Aicha Gina è un nome che fonde l’arabo *Aicha*, “viva”, con il diminutivo italiano *Gina* “piccola angelo”, esprimendo vitalità e eleganza.
Il nome **Aicha Hajar** nasce dall’arabo: *Aicha* (“viva, che vive”) e *Hajar* (“pietra, roccia”), trasmettendo un senso di vitalità e solidità.
Aicha Kinta è un nome che unisce l’arabo **Aicha** («viva, che vive») al cognome toponomastico **Kinta**, legato alla valle mineraria malaysiana, evocando vitalità e prosperità.
Aicha Lamarana è un nome che fonde l’arabo “Aicha” («viva, chi vive») con l’euro‑latino “Lamarana” («femmina del mare»), simbolizzando una vita vibrante in armonia con l’energia del mare.
Aicha Lilia è un nome biculturale: “Aicha” (arabo) significa “viva”, mentre “Lilia” (latino) indica il fiore del giglio, fondendo vita e purezza.
Aicha Maria è un nome composto che unisce l’arabo **Aicha** (“vivente”) con la radice ebraica **Maria**, che significa “amata”, “sacra” o “margherita”, incarnando così un’unità culturale araba‑cristiana.
Aicha Martina è un nome composto che unisce l’arabo *Aicha*, “viva, piena di vita”, alla latina *Martina*, “dedicata a Marte”, incarnando un ponte tra vitalità e forza.
Aicha Marua, nome di origine araba, unisce **Aicha** “viva” con **Marua**, cognome che richiama la pietra liscia e sacra della montagna di Marwa, per evocare vitalità e legame sacro.
Aicha Molka è un nome che fonde l’arabo “Aicha”, “vita”, con il cognome “Molka”, radicato nel Sud Italia e suggestivo di dolcezza o leggiadria, testimonianza di migrazioni e scambi mediterranei.
Aicha Ndiaye è un nome che unisce l’origine araba di **Aicha**, che significa “vivente” o “lunga vita”, al cognome senegalese **Ndiaye**, indicante una nobiltà serer o wolof.
Aicha Ngone è un nome che fonde l'arabo *Aicha* (“vivente”) con la radice Bantu *Ngone*, “persona che nasce dal fiume”, simbolo di vitalità e radicamento territoriale.
Aicha Raffaella, nome che unisce l’origine araba “vivente” (Aicha) a quella italiana “Dio ha guarito” (Raffaella), trasmettendo vitalità e guarigione divina.
Aicha Rasoul è un nome di origine araba che fonde “Aicha” (vita, vivente) con “Rasoul” (messaggero), simboleggiando chi vive per trasmettere valori e conoscenza.

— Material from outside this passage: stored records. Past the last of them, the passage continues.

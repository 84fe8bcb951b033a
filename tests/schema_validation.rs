mod common;

use assert_cmd::Command;
use jsonschema::validator_for;

fn read_schema(name: &str) -> serde_json::Value {
  let manifest_dir = std::path::PathBuf::from(env!("CARGO_MANIFEST_DIR"));
  let path = manifest_dir.join("tests").join("schemas").join(name);
  let data = std::fs::read(&path).expect("schema file");
  serde_json::from_slice(&data).expect("valid schema JSON")
}

fn compile_schema(name: &str) -> jsonschema::Validator {
  let schema = read_schema(name);
  validator_for(&schema).expect("compile schema")
}

fn emit_record(form: &serde_json::Value) -> serde_json::Value {
  let out = Command::cargo_bin("insight-create")
    .unwrap()
    .write_stdin(form.to_string())
    .output()
    .unwrap();

  assert!(out.status.success());
  serde_json::from_slice(&out.stdout).unwrap()
}

#[test]
fn explicit_scope_record_conforms_to_schema() {
  let record = emit_record(&common::sample_form());
  let compiled = compile_schema("search-insight.record.schema.json");
  compiled
    .validate(&record)
    .expect("schema validation failed for explicit-scope record");
}

#[test]
fn all_repos_record_conforms_to_schema() {
  let mut form = common::sample_form();
  form["allRepos"] = serde_json::json!(true);

  let record = emit_record(&form);
  let compiled = compile_schema("search-insight.record.schema.json");
  compiled
    .validate(&record)
    .expect("schema validation failed for all-repos record");

  assert_eq!(record["repositories"], serde_json::json!([]));
}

Il nome Aicha Rassoul unisce l’arabo “Aicha”, che significa “viva” o “vita”, a “Rassoul”, che indica “messaggero”, evocando così una persona vivace che porta un messaggio di speranza.
Aicha Rassul, nome di radici arabe, unisce “Aicha” (‑viva‑, “in vita”) a “Rassul” (“messaggero”), evocando una persona che porta la vita e il messaggio.
Aïcha Sidra è un nome arabo che fonde “Aïcha”, derivato da *ʿāya* “vivere”, con “Sidra”, evocando canna o frutto, per un significato di vita vibrante e dolcezza naturale.
Aichata, nome femminile raro, deriva dall’arabo *Aisha* “viva” con il suffisso italiano “‑ta”, evocando così la vitalità e l’influenza culturale araba‑italiana.